- **Task directions**
Every line in the entries that holds "consultationId" should be identified and copied.

========================

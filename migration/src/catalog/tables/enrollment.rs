//! 招生计划、报名申请与咨询

use crate::catalog::ColumnType::*;
use crate::catalog::DefaultValue::*;
use crate::catalog::{Check, IndexSchema, TableSchema, col, enums, id};

pub(super) fn tables() -> Vec<TableSchema> {
    vec![
        enrollment_plans(),
        enrollment_plan_classes(),
        enrollment_plan_assignees(),
        enrollment_applications(),
        enrollment_application_materials(),
        enrollment_consultations(),
        enrollment_consultation_followups(),
    ]
}

fn enrollment_plans() -> TableSchema {
    TableSchema::define("EnrollmentPlan", "enrollment_plans")
        .underscored()
        .paranoid()
        .comment("招生计划表")
        .with_column(id())
        .with_column(col("kindergartenId", Integer).not_null())
        .with_column(col("title", String(100)).not_null())
        .with_column(col("year", Integer).not_null())
        .with_column(
            col("semester", IntEnum(enums::SEMESTER))
                .not_null()
                .default(Int(1)),
        )
        .with_column(col("startDate", Date).not_null())
        .with_column(col("endDate", Date).not_null())
        .with_column(
            col("targetCount", Integer)
                .not_null()
                .default(Int(0))
                .check(Check::Min(0.0)),
        )
        .with_column(
            col("actualCount", Integer)
                .not_null()
                .default(Int(0))
                .check(Check::Min(0.0)),
        )
        .with_column(
            col("status", Enum(enums::ENROLLMENT_PLAN_STATUS))
                .not_null()
                .default(Str("draft")),
        )
        .with_column(
            col("stage", Enum(enums::ENROLLMENT_PLAN_STAGE))
                .not_null()
                .default(Str("pre_registration")),
        )
        .with_column(
            col("progress", Decimal(5, 2))
                .not_null()
                .default(Float(0.0))
                .percent(),
        )
        .with_column(col("description", Text))
        .with_column(col("creatorId", Integer))
        .with_column(col("updaterId", Integer))
        .index(IndexSchema::on(&["kindergartenId", "year"]))
        .index(IndexSchema::on(&["status"]))
}

fn enrollment_plan_classes() -> TableSchema {
    TableSchema::define("EnrollmentPlanClass", "enrollment_plan_classes")
        .underscored()
        .comment("招生计划班级关联表")
        .with_column(id())
        .with_column(col("planId", Integer).not_null())
        .with_column(col("classId", Integer).not_null())
        .with_column(
            col("quota", Integer)
                .not_null()
                .default(Int(0))
                .check(Check::Min(0.0)),
        )
        .index(IndexSchema::on(&["planId", "classId"]).unique())
        .index(IndexSchema::on(&["classId"]))
}

fn enrollment_plan_assignees() -> TableSchema {
    TableSchema::define("EnrollmentPlanAssignee", "enrollment_plan_assignees")
        .underscored()
        .comment("招生计划负责人表")
        .with_column(id())
        .with_column(col("planId", Integer).not_null())
        .with_column(col("assigneeId", Integer).not_null())
        .with_column(
            col("role", Enum(enums::PLAN_ASSIGNEE_ROLE))
                .not_null()
                .default(Str("staff")),
        )
        .with_column(
            col("targetCount", Integer)
                .not_null()
                .default(Int(0))
                .check(Check::Min(0.0)),
        )
        .index(IndexSchema::on(&["planId", "assigneeId"]).unique())
}

fn enrollment_applications() -> TableSchema {
    TableSchema::define("EnrollmentApplication", "enrollment_applications")
        .paranoid()
        .comment("入园申请表")
        .with_column(id())
        .with_column(
            col("applicationNumber", String(20))
                .not_null()
                .unique()
                .check(Check::Length { min: 10, max: 20 }),
        )
        .with_column(col("studentId", Integer).not_null())
        .with_column(col("parentId", Integer).not_null())
        .with_column(col("kindergartenId", Integer).not_null())
        .with_column(col("enrollmentPlanId", Integer))
        .with_column(
            col("applicationType", Enum(enums::APPLICATION_TYPE))
                .not_null()
                .default(Str("new_enrollment")),
        )
        .with_column(
            col("status", Enum(enums::APPLICATION_STATUS))
                .not_null()
                .default(Str("draft")),
        )
        .with_column(
            col("priority", Enum(enums::PRIORITY))
                .not_null()
                .default(Str("medium")),
        )
        .with_column(col("preferredStartDate", Date).not_null())
        .with_column(col("preferredClass", String(50)).check(Check::Length { min: 1, max: 50 }))
        .with_column(col("specialNeeds", Text))
        .with_column(col("medicalInfo", Json))
        .with_column(col("emergencyContacts", Json).not_null())
        .with_column(col("documents", Json))
        .with_column(col("notes", Text))
        .with_column(col("reviewNotes", Text))
        .with_column(col("submittedAt", DateTime))
        .with_column(col("reviewedAt", DateTime))
        .with_column(col("reviewedBy", Integer))
        .with_column(col("approvedAt", DateTime))
        .with_column(col("enrolledAt", DateTime))
        .with_column(col("rejectionReason", Text))
        .with_column(col("waitlistPosition", Integer).check(Check::Min(1.0)))
        .with_column(col("score", Decimal(5, 2)).percent())
        .index(IndexSchema::on(&["applicationNumber"]).unique())
        .index(IndexSchema::on(&["studentId"]))
        .index(IndexSchema::on(&["parentId"]))
        .index(IndexSchema::on(&["kindergartenId"]))
        .index(IndexSchema::on(&["enrollmentPlanId"]))
        .index(IndexSchema::on(&["status"]))
        .index(IndexSchema::on(&["applicationType"]))
        .index(IndexSchema::on(&["priority"]))
        .index(IndexSchema::on(&["preferredStartDate"]))
        .index(IndexSchema::on(&["submittedAt"]))
}

fn enrollment_application_materials() -> TableSchema {
    TableSchema::define("EnrollmentApplicationMaterial", "enrollment_application_materials")
        .underscored()
        .comment("入园申请材料表")
        .with_column(id())
        .with_column(col("applicationId", Integer).not_null())
        .with_column(col("materialType", Enum(enums::MATERIAL_TYPE)).not_null())
        .with_column(col("fileName", String(255)).not_null())
        .with_column(col("fileUrl", String(500)).not_null())
        .with_column(col("fileSize", Integer).check(Check::Min(0.0)))
        .with_column(
            col("status", IntEnum(enums::REVIEW_STATE))
                .not_null()
                .default(Int(0)),
        )
        .with_column(col("uploadedBy", Integer))
        .with_column(col("reviewedBy", Integer))
        .with_column(col("reviewedAt", DateTime))
        .with_column(col("remark", Text))
        .index(IndexSchema::on(&["applicationId"]))
}

fn enrollment_consultations() -> TableSchema {
    TableSchema::define("EnrollmentConsultation", "enrollment_consultations")
        .underscored()
        .paranoid()
        .comment("招生咨询表")
        .with_column(id())
        .with_column(col("kindergartenId", Integer).not_null())
        .with_column(col("consultantId", Integer).not_null())
        .with_column(col("parentName", String(50)).not_null())
        .with_column(col("childName", String(50)).not_null())
        .with_column(
            col("childAge", Integer)
                .check(Check::Min(0.0))
                .comment("月龄"),
        )
        .with_column(col("contactPhone", String(20)).not_null())
        .with_column(
            col("source", IntEnum(enums::CONSULTATION_SOURCE))
                .not_null()
                .default(Int(1)),
        )
        .with_column(col("consultContent", Text).not_null())
        .with_column(
            col("followupStatus", IntEnum(enums::FOLLOWUP_STATUS))
                .not_null()
                .default(Int(1)),
        )
        .with_column(
            col("intentionLevel", IntEnum(enums::INTENTION_LEVEL))
                .not_null()
                .default(Int(3)),
        )
        .with_column(col("nextFollowupDate", DateTime))
        .with_column(col("remark", Text))
        .index(IndexSchema::on(&["kindergartenId"]))
        .index(IndexSchema::on(&["consultantId"]))
}

fn enrollment_consultation_followups() -> TableSchema {
    TableSchema::define(
        "EnrollmentConsultationFollowup",
        "enrollment_consultation_followups",
    )
    .underscored()
    .paranoid()
    .comment("招生咨询跟进记录表")
    .with_column(id())
    .with_column(col("consultationId", Integer).not_null())
    .with_column(
        col("followupMethod", IntEnum(enums::FOLLOWUP_METHOD))
            .not_null()
            .default(Int(1)),
    )
    .with_column(col("followupContent", Text).not_null())
    .with_column(col("followupResult", IntEnum(enums::FOLLOWUP_RESULT)))
    .with_column(col("followupDetail", Text).comment("JSON 跟进详情"))
    .with_column(col("nextFollowupDate", DateTime))
    .with_column(col("followupUserId", Integer).not_null())
    .with_column(col("remark", Text))
    .index(IndexSchema::on(&["consultationId"]))
}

========================

- **Completed exercise**
    .with_column(col("consultationId", Integer).not_null())
    .index(IndexSchema::on(&["consultationId"]))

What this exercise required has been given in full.